— Try it —
Begin at the line containing "filename src/workflow/ledger.rs" in the data below and go on through the line containing "pub struct BalanceLedger", repeating each line exactly; include both ends and no other line.

Start of Data supplied

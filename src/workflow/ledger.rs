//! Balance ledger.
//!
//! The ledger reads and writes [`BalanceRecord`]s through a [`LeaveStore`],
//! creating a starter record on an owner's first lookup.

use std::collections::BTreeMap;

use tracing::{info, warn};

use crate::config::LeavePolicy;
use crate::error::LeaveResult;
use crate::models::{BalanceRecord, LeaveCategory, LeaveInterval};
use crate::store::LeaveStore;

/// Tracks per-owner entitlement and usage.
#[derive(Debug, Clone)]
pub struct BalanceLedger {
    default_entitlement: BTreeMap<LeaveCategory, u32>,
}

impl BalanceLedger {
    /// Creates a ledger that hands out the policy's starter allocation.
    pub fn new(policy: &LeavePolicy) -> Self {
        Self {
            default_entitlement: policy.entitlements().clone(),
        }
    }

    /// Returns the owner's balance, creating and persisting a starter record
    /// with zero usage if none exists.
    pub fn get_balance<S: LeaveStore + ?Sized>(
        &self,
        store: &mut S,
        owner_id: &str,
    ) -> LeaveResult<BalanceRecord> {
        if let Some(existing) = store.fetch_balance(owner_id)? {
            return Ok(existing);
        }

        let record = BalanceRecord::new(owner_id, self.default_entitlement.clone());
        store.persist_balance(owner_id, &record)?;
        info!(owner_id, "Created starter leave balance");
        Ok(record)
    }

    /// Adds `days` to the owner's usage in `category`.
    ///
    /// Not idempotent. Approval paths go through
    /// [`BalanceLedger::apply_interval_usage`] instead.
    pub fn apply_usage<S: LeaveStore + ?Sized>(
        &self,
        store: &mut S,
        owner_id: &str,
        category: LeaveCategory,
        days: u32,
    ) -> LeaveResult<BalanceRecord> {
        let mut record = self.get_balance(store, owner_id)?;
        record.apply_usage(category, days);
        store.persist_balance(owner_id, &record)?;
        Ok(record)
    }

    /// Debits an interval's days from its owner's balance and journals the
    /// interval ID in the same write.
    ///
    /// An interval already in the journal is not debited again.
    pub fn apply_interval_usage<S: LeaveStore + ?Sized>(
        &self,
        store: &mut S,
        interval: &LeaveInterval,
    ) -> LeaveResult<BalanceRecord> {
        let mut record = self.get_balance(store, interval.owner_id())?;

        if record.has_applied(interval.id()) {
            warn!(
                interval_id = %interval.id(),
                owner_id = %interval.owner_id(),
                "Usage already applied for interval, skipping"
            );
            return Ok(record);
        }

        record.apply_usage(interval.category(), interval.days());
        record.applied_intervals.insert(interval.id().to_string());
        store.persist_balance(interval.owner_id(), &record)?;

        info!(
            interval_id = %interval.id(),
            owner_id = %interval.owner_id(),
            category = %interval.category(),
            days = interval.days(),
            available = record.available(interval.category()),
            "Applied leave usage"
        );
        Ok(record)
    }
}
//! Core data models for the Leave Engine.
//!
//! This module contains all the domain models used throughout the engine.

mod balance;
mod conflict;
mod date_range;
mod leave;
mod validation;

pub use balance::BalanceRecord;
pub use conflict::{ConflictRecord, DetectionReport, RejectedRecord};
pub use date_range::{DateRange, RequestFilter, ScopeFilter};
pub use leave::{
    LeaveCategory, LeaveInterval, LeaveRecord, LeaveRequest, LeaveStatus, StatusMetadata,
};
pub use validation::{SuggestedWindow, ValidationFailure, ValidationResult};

End of Data supplied
Start of Data supplied

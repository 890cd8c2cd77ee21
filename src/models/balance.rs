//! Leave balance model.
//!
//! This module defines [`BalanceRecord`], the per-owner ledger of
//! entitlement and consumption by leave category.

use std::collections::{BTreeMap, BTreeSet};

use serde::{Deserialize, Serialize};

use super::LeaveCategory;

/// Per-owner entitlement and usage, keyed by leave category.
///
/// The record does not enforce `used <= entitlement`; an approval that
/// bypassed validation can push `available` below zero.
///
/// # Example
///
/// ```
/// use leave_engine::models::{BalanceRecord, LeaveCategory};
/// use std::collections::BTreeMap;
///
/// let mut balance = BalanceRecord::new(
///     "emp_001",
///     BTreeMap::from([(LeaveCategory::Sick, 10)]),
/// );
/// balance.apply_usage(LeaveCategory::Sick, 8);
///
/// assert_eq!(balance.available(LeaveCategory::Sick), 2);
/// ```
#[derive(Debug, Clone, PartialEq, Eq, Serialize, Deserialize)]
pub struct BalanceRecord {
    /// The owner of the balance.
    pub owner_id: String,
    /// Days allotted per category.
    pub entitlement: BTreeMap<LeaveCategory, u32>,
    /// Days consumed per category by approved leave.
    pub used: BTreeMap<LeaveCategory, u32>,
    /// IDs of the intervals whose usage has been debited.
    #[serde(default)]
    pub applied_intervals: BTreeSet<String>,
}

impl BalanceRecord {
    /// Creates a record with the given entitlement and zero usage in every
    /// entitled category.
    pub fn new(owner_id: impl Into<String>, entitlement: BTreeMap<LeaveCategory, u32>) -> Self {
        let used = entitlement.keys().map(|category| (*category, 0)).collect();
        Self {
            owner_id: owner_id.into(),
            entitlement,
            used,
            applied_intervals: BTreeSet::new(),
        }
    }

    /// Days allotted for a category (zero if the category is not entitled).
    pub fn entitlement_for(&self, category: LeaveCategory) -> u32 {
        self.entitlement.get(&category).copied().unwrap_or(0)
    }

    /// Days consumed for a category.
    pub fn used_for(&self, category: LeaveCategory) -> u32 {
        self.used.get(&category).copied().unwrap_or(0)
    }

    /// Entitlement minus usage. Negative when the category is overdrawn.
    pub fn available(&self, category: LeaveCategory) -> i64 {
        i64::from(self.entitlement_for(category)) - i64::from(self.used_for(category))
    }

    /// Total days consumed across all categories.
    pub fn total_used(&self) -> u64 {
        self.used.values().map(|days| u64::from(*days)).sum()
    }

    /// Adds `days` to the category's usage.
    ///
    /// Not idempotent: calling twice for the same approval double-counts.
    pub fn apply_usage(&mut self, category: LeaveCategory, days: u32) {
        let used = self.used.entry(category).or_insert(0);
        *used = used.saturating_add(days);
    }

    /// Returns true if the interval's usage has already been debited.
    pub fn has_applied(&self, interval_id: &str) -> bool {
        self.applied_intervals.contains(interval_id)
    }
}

End of Data supplied

— Output for this task —
filename src/workflow/ledger.rs
//! Balance ledger.
//!
//! The ledger reads and writes [`BalanceRecord`]s through a [`LeaveStore`],
//! creating a starter record on an owner's first lookup.

use std::collections::BTreeMap;

use tracing::{info, warn};

use crate::config::LeavePolicy;
use crate::error::LeaveResult;
use crate::models::{BalanceRecord, LeaveCategory, LeaveInterval};
use crate::store::LeaveStore;

/// Tracks per-owner entitlement and usage.
#[derive(Debug, Clone)]
pub struct BalanceLedger {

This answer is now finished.